Monday, May 24, 2021

The Brilliant Life of Eudora Honeysett, Annie Lyons, 2020

Rating: 5/5

I found this book to be very similar to “A Man Called Ove” by Fredrik Backman — with an old, cantankerous protagonist who has lost the desire to live, a new neighbour that brings in a ray of hope, a poignant back-story interspersed with the main narrative, a writing style that’s simple yet touching and a cat as well.

The book deals with the life of octogenarian Eudora Honeysett as she contemplates the final years of her life. Unlike her peers, she’s not scared about death and she would rather go early than approach it slowly and painfully. Her life then gets upended by the entry of Rose Trewidney, a loveable precocious child, and her family and a new friendship with Stanley Marcham, who’s only a few years younger than her. Her back-story incorporating her mother and her younger sister forms the concluding part of each chapter

The book is poignant in parts, and funny and hopeful in others — a bitter-sweet journey as Dora thinks about her past, explores her feelings about death and revels in her new relationships.

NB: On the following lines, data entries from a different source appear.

//! The unified error of a build call, and its coarse classification.

use std::time::Duration;

use camino_core::{nets::Chain, EncodingError, SerError};
use camino_keys::KeyError;
use camino_provider::ProviderError;
use camino_txs::TxError;
use thiserror::Error;

/// Errors raised while building, signing or submitting a transaction.
#[derive(Debug, Error)]
pub enum BuildError {
    /// The node could not be reached or answered with an error
    #[error(transparent)]
    Provider(#[from] ProviderError),

    /// Assembly, signing or fee calculation failed
    #[error(transparent)]
    Tx(#[from] TxError),

    /// A payload could not be decoded or encoded
    #[error(transparent)]
    Ser(#[from] SerError),

    /// Text encoding failed
    #[error(transparent)]
    Encoding(#[from] EncodingError),

    /// Key lookup or signing failed
    #[error(transparent)]
    Key(#[from] KeyError),

    /// A caller-supplied address could not be parsed
    #[error("Invalid address {address:?}: {source}")]
    InvalidAddress {
        /// The text as supplied
        address: String,
        /// The parse failure
        source: EncodingError,
    },

    /// The node cannot cover the requested amounts. Carries the node's message.
    #[error("Insufficient funds: {0}")]
    InsufficientFunds(String),

    /// The node does not report a chain with this alias
    #[error("Node does not report chain {0}")]
    UnknownChain(Chain),

    /// The caller cancelled the build
    #[error("Cancelled")]
    Cancelled,

    /// A node call outlived the request timeout
    #[error("Timed out after {0:?}")]
    TimedOut(Duration),
}

/// Coarse classes of `BuildError`
#[derive(Copy, Clone, Debug, Eq, PartialEq, Hash)]
pub enum ErrorKind {
    /// Remote query failed
    Provider,
    /// A payload could not be parsed
    Decode,
    /// A transaction could not be serialized
    Encode,
    /// The funding address cannot cover the amounts
    InsufficientFunds,
    /// A caller-supplied parameter was rejected
    InvalidParameter,
    /// A key failed to sign
    Signing,
    /// The fee does not fit in a u64
    FeeOverflow,
    /// The C-chain did not report a base fee
    NilBaseFee,
    /// The build was cancelled or timed out
    Cancelled,
}

impl BuildError {
    /// The class of this error
    pub fn kind(&self) -> ErrorKind {
        match self {
            BuildError::Provider(ProviderError::SerError(_))
            | BuildError::Provider(ProviderError::EncodingError(_)) => ErrorKind::Decode,
            BuildError::Provider(e) if e.from_parsing() => ErrorKind::Decode,
            BuildError::Provider(_) => ErrorKind::Provider,
            BuildError::Tx(e) => match e {
                TxError::SerError(_) => ErrorKind::Encode,
                TxError::InvalidThreshold { .. }
                | TxError::SignerCountMismatch { .. }
                | TxError::EmptySignerSet { .. }
                | TxError::AmountOverflow => ErrorKind::InvalidParameter,
                TxError::KeyError(_) => ErrorKind::Signing,
                TxError::NilBaseFee => ErrorKind::NilBaseFee,
                TxError::FeeOverflow => ErrorKind::FeeOverflow,
            },
            BuildError::Ser(_) => ErrorKind::Decode,
            BuildError::Encoding(_) => ErrorKind::Encode,
            BuildError::Key(KeyError::UnknownAddress(_)) => ErrorKind::InvalidParameter,
            BuildError::Key(_) => ErrorKind::Signing,
            BuildError::InvalidAddress { .. } | BuildError::UnknownChain(_) => {
                ErrorKind::InvalidParameter
            }
            BuildError::InsufficientFunds(_) => ErrorKind::InsufficientFunds,
            BuildError::Cancelled | BuildError::TimedOut(_) => ErrorKind::Cancelled,
        }
    }
}

#[cfg(test)]
mod test {
    use super::*;

    #[test]
    fn it_classifies_errors() {
        let cases = vec![
            (BuildError::Tx(TxError::NilBaseFee), ErrorKind::NilBaseFee),
            (BuildError::Tx(TxError::FeeOverflow), ErrorKind::FeeOverflow),
            (
                BuildError::Tx(TxError::InvalidThreshold {
                    threshold: 0,
                    owners: 2,
                }),
                ErrorKind::InvalidParameter,
            ),
            (
                BuildError::Tx(TxError::EmptySignerSet { index: 0 }),
                ErrorKind::InvalidParameter,
            ),
            (
                BuildError::Ser(SerError::TrailingBytes(1)),
                ErrorKind::Decode,
            ),
            (
                BuildError::Provider(ProviderError::Unsupported("x".to_owned())),
                ErrorKind::Provider,
            ),
            (
                BuildError::Provider(EncodingError::BadChecksum.into()),
                ErrorKind::Decode,
            ),
            (
                BuildError::Provider(ProviderError::SerdeJSONError(
                    serde_json::from_str::<serde_json::Value>("{").unwrap_err(),
                )),
                ErrorKind::Decode,
            ),
            (
                BuildError::Provider(ProviderError::custom(true, "bad body".into())),
                ErrorKind::Decode,
            ),
            (
                BuildError::Provider(ProviderError::custom(false, "connection refused".into())),
                ErrorKind::Provider,
            ),
            (
                BuildError::InsufficientFunds("insufficient balance".to_owned()),
                ErrorKind::InsufficientFunds,
            ),
            (BuildError::UnknownChain(Chain::X), ErrorKind::InvalidParameter),
            (
                BuildError::TimedOut(Duration::from_secs(1)),
                ErrorKind::Cancelled,
            ),
            (BuildError::Cancelled, ErrorKind::Cancelled),
        ];
        for (err, kind) in cases {
            assert_eq!(err.kind(), kind, "{}", err);
        }
    }
}
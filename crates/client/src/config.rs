//! Client settings, loadable from JSON. Missing fields take their defaults.

use std::{fs, path::Path, str::FromStr, time::Duration};

use serde::{Deserialize, Serialize};
use thiserror::Error;

/// Errors loading a configuration
#[derive(Debug, Error)]
pub enum ConfigError {
    /// The file could not be read
    #[error(transparent)]
    IOError(#[from] std::io::Error),

    /// The contents were not valid configuration JSON
    #[error(transparent)]
    SerdeJSONError(#[from] serde_json::Error),

    /// `request_timeout_secs` was 0, which would fail every node call
    #[error("request_timeout_secs must be at least 1")]
    ZeroTimeout,
}

fn default_node_uri() -> String {
    "http://127.0.0.1:9650".to_owned()
}

fn default_request_timeout_secs() -> u64 {
    30
}

fn default_log_level() -> String {
    "info".to_owned()
}

fn default_cache_size() -> usize {
    camino_provider::DEFAULT_CACHE_SIZE.get()
}

/// Where the node lives and how the client behaves
#[derive(Clone, Debug, Eq, PartialEq, Serialize, Deserialize)]
#[serde(default)]
pub struct ClientConfig {
    /// Base URL of the node, without an API path
    pub node_uri: String,
    /// Seconds to wait for each node call. Must be at least 1.
    pub request_timeout_secs: u64,
    /// Default `tracing` filter, overridden by `RUST_LOG`
    pub log_level: String,
    /// Fetched transactions to keep in memory
    pub cache_size: usize,
}

impl Default for ClientConfig {
    fn default() -> Self {
        Self {
            node_uri: default_node_uri(),
            request_timeout_secs: default_request_timeout_secs(),
            log_level: default_log_level(),
            cache_size: default_cache_size(),
        }
    }
}

impl ClientConfig {
    /// Read a JSON configuration file. A zero request timeout is rejected.
    pub fn from_file<P: AsRef<Path>>(path: P) -> Result<Self, ConfigError> {
        fs::read_to_string(path)?.parse()
    }

    /// The per-call timeout
    pub fn request_timeout(&self) -> Duration {
        Duration::from_secs(self.request_timeout_secs)
    }
}

impl FromStr for ClientConfig {
    type Err = ConfigError;

    fn from_str(s: &str) -> Result<Self, Self::Err> {
        let config: ClientConfig = serde_json::from_str(s)?;
        if config.request_timeout_secs == 0 {
            return Err(ConfigError::ZeroTimeout);
        }
        Ok(config)
    }
}

#[cfg(test)]
mod test {
    use super::*;

    #[test]
    fn it_fills_in_defaults() {
        let config: ClientConfig = r#"{"node_uri": "https://kopernikus.camino.network"}"#
            .parse()
            .unwrap();
        assert_eq!(config.node_uri, "https://kopernikus.camino.network");
        assert_eq!(config.request_timeout(), Duration::from_secs(30));
        assert_eq!(config.log_level, "info");
        assert_eq!(config.cache_size, 64);

        let empty: ClientConfig = "{}".parse().unwrap();
        assert_eq!(empty, ClientConfig::default());
    }

    #[test]
    fn it_loads_files() {
        let path = std::env::temp_dir().join(format!("camino-client-{}.json", std::process::id()));
        fs::write(&path, r#"{"request_timeout_secs": 5, "log_level": "debug"}"#).unwrap();
        let config = ClientConfig::from_file(&path).unwrap();
        fs::remove_file(&path).unwrap();
        assert_eq!(config.request_timeout_secs, 5);
        assert_eq!(config.log_level, "debug");

        assert!(matches!(
            ClientConfig::from_file(&path),
            Err(ConfigError::IOError(_))
        ));
        assert!(matches!(
            "{".parse::<ClientConfig>(),
            Err(ConfigError::SerdeJSONError(_))
        ));
    }

    #[test]
    fn it_rejects_zero_timeouts() {
        assert!(matches!(
            r#"{"request_timeout_secs": 0}"#.parse::<ClientConfig>(),
            Err(ConfigError::ZeroTimeout)
        ));
        let config: ClientConfig = r#"{"request_timeout_secs": 1}"#.parse().unwrap();
        assert_eq!(config.request_timeout(), Duration::from_secs(1));
    }
}
//! Per-network fee parameters.

use camino_core::nets::{CAMINO_ID, COLUMBUS_ID, KOPERNIKUS_ID};
use serde::{Deserialize, Serialize};

/// Fees charged on the platform chain, in the smallest unit.
#[derive(Copy, Clone, Debug, Eq, PartialEq, Serialize, Deserialize)]
pub struct FeeParameters {
    /// Burned by every platform transaction
    pub tx_fee: u64,
    /// Bonded by a proposal until it concludes
    pub proposal_bond_amount: u64,
}

/// Parameters for Kopernikus, also used for unknown networks
pub const KOPERNIKUS_FEES: FeeParameters = FeeParameters {
    tx_fee: 1_000_000,
    proposal_bond_amount: 100_000_000_000,
};

impl FeeParameters {
    /// The parameters for `network_id`. Unknown networks get Kopernikus's.
    pub fn for_network(network_id: u32) -> Self {
        match network_id {
            CAMINO_ID | COLUMBUS_ID | KOPERNIKUS_ID => KOPERNIKUS_FEES,
            _ => {
                tracing::debug!(network_id, "unknown network, using kopernikus fee parameters");
                KOPERNIKUS_FEES
            }
        }
    }
}
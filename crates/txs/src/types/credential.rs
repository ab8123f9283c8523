//! Credentials: the signatures satisfying an authorization.

use std::io::{Read, Write};

use camino_core::{ser::ByteFormat, SerError};
use camino_keys::RecoverableSignature;
use serde::{Deserialize, Serialize};

use crate::codec;

/// The signatures satisfying one authorization, in the order of its signature indices.
#[derive(Clone, Debug, Default, Eq, PartialEq, Serialize, Deserialize)]
pub struct Credential {
    /// Recoverable signatures over the signing hash
    pub sigs: Vec<RecoverableSignature>,
}

impl ByteFormat for Credential {
    type Error = SerError;

    fn serialized_length(&self) -> usize {
        4 + 4 + 65 * self.sigs.len()
    }

    fn read_from<R>(reader: &mut R) -> Result<Self, Self::Error>
    where
        R: Read,
    {
        codec::check_type_id(Self::read_u32_be(reader)?, codec::CREDENTIAL, "credential")?;
        Ok(Self {
            sigs: Self::read_prefix_vec(reader)?,
        })
    }

    fn write_to<W>(&self, writer: &mut W) -> Result<usize, Self::Error>
    where
        W: Write,
    {
        let mut len = Self::write_u32_be(writer, codec::CREDENTIAL)?;
        len += Self::write_prefix_vec(writer, &self.sigs)?;
        Ok(len)
    }
}

#[cfg(test)]
mod test {
    use super::*;

    #[test]
    fn it_rejects_multisig_credentials() {
        let bytes = hex::decode("0000200c00000000").unwrap();
        match Credential::deserialize_bytes(&bytes) {
            Err(SerError::UnknownTypeId { type_id, .. }) => assert_eq!(type_id, 0x200c),
            e => panic!("expected UnknownTypeId, got {:?}", e),
        }
    }

    #[test]
    fn it_serializes_credentials() {
        let cred = Credential {
            sigs: vec![RecoverableSignature::new([7; 65])],
        };
        let bytes = cred.serialize_bytes().unwrap();
        assert_eq!(bytes.len(), 73);
        assert_eq!(hex::encode(&bytes[..8]), "0000000900000001");
        assert_eq!(Credential::deserialize_bytes(&bytes).unwrap(), cred);
    }
}
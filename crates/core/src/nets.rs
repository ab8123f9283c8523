//! Network IDs, their bech32 HRPs, and chain aliases.

use std::{fmt, str::FromStr};

use crate::ids::ChainId;

/// Camino mainnet
pub const CAMINO_ID: u32 = 1000;
/// Columbus testnet
pub const COLUMBUS_ID: u32 = 1001;
/// Kopernikus devnet
pub const KOPERNIKUS_ID: u32 = 1002;
/// Local test network
pub const LOCAL_ID: u32 = 12345;

/// The platform chain ID is the empty ID on every network.
pub const PLATFORM_CHAIN_ID: ChainId = ChainId::new([0u8; 32]);

/// The bech32 HRP used for addresses on `network_id`.
pub fn hrp(network_id: u32) -> &'static str {
    match network_id {
        CAMINO_ID => "camino",
        COLUMBUS_ID => "columbus",
        KOPERNIKUS_ID => "kopernikus",
        LOCAL_ID => "local",
        _ => "custom",
    }
}

/// The chains of a Camino network, named by their aliases.
#[derive(Copy, Clone, Debug, Eq, PartialEq, Hash, PartialOrd, Ord)]
pub enum Chain {
    /// Platform chain: staking, aliases, governance
    P,
    /// Exchange chain
    X,
    /// Contract (EVM) chain
    C,
}

impl Chain {
    /// The alias used in address text and blockchain tables
    pub fn alias(&self) -> &'static str {
        match self {
            Chain::P => "P",
            Chain::X => "X",
            Chain::C => "C",
        }
    }
}

impl fmt::Display for Chain {
    fn fmt(&self, f: &mut fmt::Formatter<'_>) -> fmt::Result {
        f.write_str(self.alias())
    }
}

/// Chain alias text was not `P`, `X` or `C`.
#[derive(Debug, thiserror::Error)]
#[error("Unknown chain alias {0:?}")]
pub struct UnknownChain(pub String);

impl FromStr for Chain {
    type Err = UnknownChain;

    fn from_str(s: &str) -> Result<Self, Self::Err> {
        match s {
            "P" => Ok(Chain::P),
            "X" => Ok(Chain::X),
            "C" => Ok(Chain::C),
            _ => Err(UnknownChain(s.to_owned())),
        }
    }
}
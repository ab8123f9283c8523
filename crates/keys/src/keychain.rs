//! A caller-owned set of private keys, indexed by address.

use std::{collections::BTreeMap, path::Path};

use camino_core::Address;

use crate::{keys::PrivateKey, KeyError};

/// A set of private keys. Keys are never global: build calls take references into a keychain
/// the caller owns.
#[derive(Clone, Debug, Default)]
pub struct Keychain {
    keys: BTreeMap<Address, PrivateKey>,
}

impl Keychain {
    /// Instantiate an empty keychain.
    pub fn new() -> Self {
        Self::default()
    }

    /// Add a key, returning its address.
    pub fn insert(&mut self, key: PrivateKey) -> Address {
        let addr = key.address();
        self.keys.insert(addr, key);
        addr
    }

    /// Look up the key for `addr`.
    pub fn get(&self, addr: &Address) -> Option<&PrivateKey> {
        self.keys.get(addr)
    }

    /// Look up the key for `addr`, failing with `UnknownAddress`.
    pub fn require(&self, addr: &Address) -> Result<&PrivateKey, KeyError> {
        self.get(addr).ok_or(KeyError::UnknownAddress(*addr))
    }

    /// All addresses, in canonical order
    pub fn addresses(&self) -> Vec<Address> {
        self.keys.keys().copied().collect()
    }

    /// Number of keys held
    pub fn len(&self) -> usize {
        self.keys.len()
    }

    /// True if no keys are held
    pub fn is_empty(&self) -> bool {
        self.keys.is_empty()
    }

    /// Parse key-file contents: one `PrivateKey-...` per line. Blank lines, surrounding
    /// whitespace and quotes are ignored, as are lines starting with `#`.
    pub fn parse(contents: &str) -> Result<Self, KeyError> {
        let mut chain = Self::new();
        for line in contents.lines() {
            let line = line.trim().trim_matches(|c| c == '"' || c == '\'').trim();
            if line.is_empty() || line.starts_with('#') {
                continue;
            }
            chain.insert(line.parse()?);
        }
        Ok(chain)
    }

    /// Read and parse a key file.
    pub fn load<P: AsRef<Path>>(path: P) -> Result<Self, KeyError> {
        Self::parse(&std::fs::read_to_string(path)?)
    }
}

impl FromIterator<PrivateKey> for Keychain {
    fn from_iter<I: IntoIterator<Item = PrivateKey>>(iter: I) -> Self {
        let mut chain = Self::new();
        for key in iter {
            chain.insert(key);
        }
        chain
    }
}
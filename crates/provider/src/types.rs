//! Request and response bodies of the node APIs used to build and submit transactions.
//!
//! The node encodes 32- and 64-bit integers as JSON strings, IDs as cb58 strings and binary
//! payloads as checksummed hex.

use serde::{de, Deserialize, Deserializer, Serialize, Serializer};

use camino_core::{nets::Chain, Address, AssetId, ChainId, TxId};

pub(crate) mod quoted {
    //! Integers the node writes as JSON strings. Plain numbers are accepted too.

    use super::*;
    use std::{fmt::Display, str::FromStr};

    #[derive(Deserialize)]
    #[serde(untagged)]
    enum StringOrNumber<T> {
        String(String),
        Number(T),
    }

    pub fn serialize<T, S>(value: &T, serializer: S) -> Result<S::Ok, S::Error>
    where
        T: Display,
        S: Serializer,
    {
        serializer.collect_str(value)
    }

    pub fn deserialize<'de, T, D>(deserializer: D) -> Result<T, D::Error>
    where
        T: FromStr + Deserialize<'de>,
        T::Err: Display,
        D: Deserializer<'de>,
    {
        match StringOrNumber::<T>::deserialize(deserializer)? {
            StringOrNumber::String(s) => s.parse().map_err(de::Error::custom),
            StringOrNumber::Number(n) => Ok(n),
        }
    }
}

/// A blockchain the node validates.
#[derive(Clone, Debug, Eq, PartialEq, Serialize, Deserialize)]
pub struct Blockchain {
    /// The chain ID
    pub id: ChainId,
    /// The chain's alias, e.g. `C`
    pub name: String,
}

/// The reply of `platform.getConfiguration`, reduced to what transaction building needs.
#[derive(Clone, Debug, Eq, PartialEq, Serialize, Deserialize)]
#[serde(rename_all = "camelCase")]
pub struct NodeConfiguration {
    /// The network ID
    #[serde(rename = "networkID", with = "quoted")]
    pub network_id: u32,
    /// The primary asset
    #[serde(rename = "assetID")]
    pub asset_id: AssetId,
    /// The network's address HRP
    #[serde(default)]
    pub hrp: String,
    /// The chains of the primary network
    pub blockchains: Vec<Blockchain>,
}

impl NodeConfiguration {
    /// The ID of `chain`, if the node reported it
    pub fn chain_id(&self, chain: Chain) -> Option<ChainId> {
        self.blockchains
            .iter()
            .find(|bc| bc.name == chain.alias())
            .map(|bc| bc.id)
    }

    /// The address HRP, from the reply or the network ID
    pub fn hrp(&self) -> &str {
        if self.hrp.is_empty() {
            camino_core::nets::hrp(self.network_id)
        } else {
            &self.hrp
        }
    }
}

/// Ownership as the platform API spells it.
#[derive(Clone, Debug, Eq, PartialEq, Serialize, Deserialize)]
pub struct ApiOwner {
    /// Unix time before which the output cannot be spent
    #[serde(with = "quoted")]
    pub locktime: u64,
    /// Number of signatures required
    #[serde(with = "quoted")]
    pub threshold: u32,
    /// Owner addresses, as `P-<bech32>` text
    pub addresses: Vec<String>,
}

impl ApiOwner {
    /// A single owner with threshold 1
    pub fn single(address: String) -> Self {
        Self {
            locktime: 0,
            threshold: 1,
            addresses: vec![address],
        }
    }
}

/// The arguments of `platform.spend`.
#[derive(Clone, Debug, Eq, PartialEq, Serialize, Deserialize)]
#[serde(rename_all = "camelCase")]
pub struct SpendRequest {
    /// Addresses whose UTXOs may be consumed
    pub from: Vec<String>,
    /// Owner of the locked amount
    pub to: ApiOwner,
    /// Owner of the change
    pub change: ApiOwner,
    /// The lock applied to `amount_to_lock`
    pub lock_mode: u8,
    /// Amount to lock
    #[serde(with = "quoted")]
    pub amount_to_lock: u64,
    /// Amount to burn
    #[serde(with = "quoted")]
    pub amount_to_burn: u64,
    /// Encoding of the reply, always `hex`
    pub encoding: String,
}

/// The reply of `platform.spend`: encoded input and output lists.
#[derive(Clone, Debug, Eq, PartialEq, Serialize, Deserialize)]
pub struct SpendReply {
    /// Checksummed hex of the codec-encoded inputs
    pub ins: String,
    /// Checksummed hex of the codec-encoded outputs
    pub outs: String,
}

/// Arguments naming a transaction
#[derive(Clone, Debug, Serialize, Deserialize)]
pub struct GetTxRequest {
    /// The transaction
    #[serde(rename = "txID")]
    pub tx_id: TxId,
    /// Encoding of the reply, always `hex`
    pub encoding: String,
}

/// An encoded transaction, as sent and received
#[derive(Clone, Debug, Serialize, Deserialize)]
pub struct EncodedTx {
    /// Checksummed hex of the signed transaction
    pub tx: String,
    /// Always `hex`
    pub encoding: String,
}

/// The reply naming an issued transaction
#[derive(Clone, Debug, Serialize, Deserialize)]
pub struct IssueTxReply {
    /// The transaction ID
    #[serde(rename = "txID")]
    pub tx_id: TxId,
}

/// Format `address` for the platform API.
pub fn platform_address(address: &Address, hrp: &str) -> Result<String, camino_core::EncodingError> {
    address.format(Chain::P.alias(), hrp)
}

#[cfg(test)]
mod test {
    use super::*;

    #[test]
    fn it_parses_node_configurations() {
        let cfg: NodeConfiguration = serde_json::from_str(
            r#"{
                "networkID": "1002",
                "assetID": "11111111111111111111111111111111LpoYY",
                "assetSymbol": "CAM",
                "hrp": "kopernikus",
                "blockchains": [
                    {"id": "11111111111111111111111111111111LpoYY", "name": "C", "subnetID": "11111111111111111111111111111111LpoYY", "vmID": "x"}
                ]
            }"#,
        )
        .unwrap();
        assert_eq!(cfg.network_id, 1002);
        assert_eq!(cfg.hrp(), "kopernikus");
        assert_eq!(cfg.chain_id(Chain::C), Some(ChainId::default()));
        assert_eq!(cfg.chain_id(Chain::X), None);
    }

    #[test]
    fn it_falls_back_to_the_network_hrp() {
        let cfg: NodeConfiguration = serde_json::from_str(
            r#"{"networkID": 12345, "assetID": "11111111111111111111111111111111LpoYY", "blockchains": []}"#,
        )
        .unwrap();
        assert_eq!(cfg.hrp(), "local");
    }

    #[test]
    fn it_quotes_spend_amounts() {
        let req = SpendRequest {
            from: vec!["P-a".to_owned()],
            to: ApiOwner::single("P-b".to_owned()),
            change: ApiOwner::single("P-a".to_owned()),
            lock_mode: 2,
            amount_to_lock: 100_000_000_000,
            amount_to_burn: 1_000_000,
            encoding: "hex".to_owned(),
        };
        let json = serde_json::to_value(&req).unwrap();
        assert_eq!(json["amountToLock"], "100000000000");
        assert_eq!(json["amountToBurn"], "1000000");
        assert_eq!(json["lockMode"], 2);
        assert_eq!(json["to"]["threshold"], "1");
        assert_eq!(json["change"]["addresses"][0], "P-a");
    }
}
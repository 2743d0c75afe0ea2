//! Core domain types for the task tracker.

use chrono::NaiveDate;
use serde::{Deserialize, Serialize};

use crate::error::{StoreError, StoreResult};
use crate::filter::Filter;

/// Task priority as an integer (higher = more important).
/// Default is 0.
pub type Priority = i64;

/// Well-known status values. Status is free text after normalization;
/// these are the values the stock front ends cycle through.
pub const STATUS_TODO: &str = "todo";
pub const STATUS_DOING: &str = "doing";
pub const STATUS_EVENTUALLY: &str = "eventually";
pub const STATUS_DONE: &str = "done";

/// All well-known statuses, in the order front-end pickers present them.
pub const KNOWN_STATUSES: [&str; 4] = [STATUS_TODO, STATUS_DOING, STATUS_EVENTUALLY, STATUS_DONE];

/// Parse a priority string from a form layer.
pub fn parse_priority(s: &str) -> StoreResult<Priority> {
    let trimmed = s.trim();
    if trimmed.is_empty() {
        return Ok(0);
    }
    trimmed
        .parse()
        .map_err(|_| StoreError::validation(format!("invalid priority: {}", s)))
}

/// Parse a due date string from a form layer. Blank means no due date.
pub fn parse_due_date(s: &str) -> StoreResult<Option<NaiveDate>> {
    let trimmed = s.trim();
    if trimmed.is_empty() {
        return Ok(None);
    }
    NaiveDate::parse_from_str(trimmed, "%Y-%m-%d")
        .map(Some)
        .map_err(|_| StoreError::validation(format!("invalid due date (want YYYY-MM-DD): {}", s)))
}

/// A task row with its tags attached.
#[derive(Debug, Clone, Serialize, Deserialize)]
pub struct Task {
    pub id: i64,
    #[serde(default, skip_serializing_if = "Option::is_none")]
    pub parent_task_id: Option<i64>,
    pub title: String,
    pub description: String,
    pub status: String,
    pub priority: Priority,
    #[serde(default, skip_serializing_if = "Option::is_none")]
    pub due_at: Option<NaiveDate>,
    pub created_at: i64,
    pub updated_at: i64,
    pub tags: Vec<Tag>,
}

/// A tag. Names are unique case-insensitively; the casing from first
/// creation is preserved.
#[derive(Debug, Clone, Serialize, Deserialize)]
pub struct Tag {
    pub id: i64,
    pub name: String,
    pub created_at: i64,
}

/// Write shape for creating or updating a task. Tags replace the task's
/// existing tag set wholesale.
#[derive(Debug, Clone, Default, Serialize, Deserialize)]
#[serde(default)]
pub struct TaskInput {
    pub title: String,
    pub description: String,
    pub status: String,
    pub priority: Priority,
    pub due_at: Option<NaiveDate>,
    pub parent_task_id: Option<i64>,
    pub tags: Vec<String>,
}

/// Audit event kind.
#[derive(Debug, Clone, Copy, PartialEq, Eq, Serialize, Deserialize)]
#[serde(rename_all = "snake_case")]
pub enum EventType {
    Created,
    Updated,
    Deleted,
}

impl EventType {
    pub fn as_str(&self) -> &'static str {
        match self {
            EventType::Created => "created",
            EventType::Updated => "updated",
            EventType::Deleted => "deleted",
        }
    }

    pub fn from_str(s: &str) -> Option<Self> {
        match s {
            "created" => Some(EventType::Created),
            "updated" => Some(EventType::Updated),
            "deleted" => Some(EventType::Deleted),
            _ => None,
        }
    }
}

/// One entry in a task's append-only audit trail.
#[derive(Debug, Clone, Serialize, Deserialize)]
pub struct HistoryEntry {
    pub id: i64,
    pub task_id: i64,
    pub event_type: EventType,
    pub details: String,
    pub created_at: i64,
}

/// A saved, named query.
#[derive(Debug, Clone, Serialize, Deserialize)]
pub struct View {
    pub id: i64,
    pub name: String,
    pub filter: Filter,
    pub created_at: i64,
    pub updated_at: i64,
}
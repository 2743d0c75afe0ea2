//! Tasktrail data core.
//!
//! SQLite-backed repository for hierarchical tasks with tags, free-text
//! statuses, saved views, and an append-only change history, plus the
//! pure audit formatting and tree flattening shared by the terminal and
//! web front ends.

pub mod audit;
pub mod config;
pub mod db;
pub mod error;
pub mod filter;
pub mod tree;
pub mod types;
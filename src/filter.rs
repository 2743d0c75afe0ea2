//! Query filter passed to [`Database::list_tasks`](crate::db::Database::list_tasks)
//! and serialized for saved views.

use chrono::NaiveDate;
use serde::{Deserialize, Serialize};

/// A query shape: free-text substring match over title/description, exact
/// status match, ANY-of-tags membership, and inclusive due-date bounds.
/// Blank fields mean "no constraint". The wire form is JSON; absent bounds
/// stay absent on round-trip rather than becoming a zero value.
#[derive(Debug, Clone, Default, PartialEq, Eq, Serialize, Deserialize)]
#[serde(default)]
pub struct Filter {
    pub query: String,
    pub status: String,
    pub tags: Vec<String>,
    #[serde(skip_serializing_if = "Option::is_none")]
    pub due_before: Option<NaiveDate>,
    #[serde(skip_serializing_if = "Option::is_none")]
    pub due_after: Option<NaiveDate>,
}

impl Filter {
    /// True when no predicate is set and a listing returns every task.
    pub fn is_empty(&self) -> bool {
        self.query.trim().is_empty()
            && self.status.trim().is_empty()
            && self.tags.is_empty()
            && self.due_before.is_none()
            && self.due_after.is_none()
    }
}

It is also an emotional commentary about death. “We are living longer but not better”, as one of the characters in the book puts it, took me back to one of the best books that I’ve read recently, “Being Mortal” by Atul Gawande. 

Overall, this is a very enjoyable book to read — it would have been even more enjoyable had I not read Backman’s book first!

Pros: Funny & poignant, easy-to-read

Cons: Very similar to "A Man Called Ove"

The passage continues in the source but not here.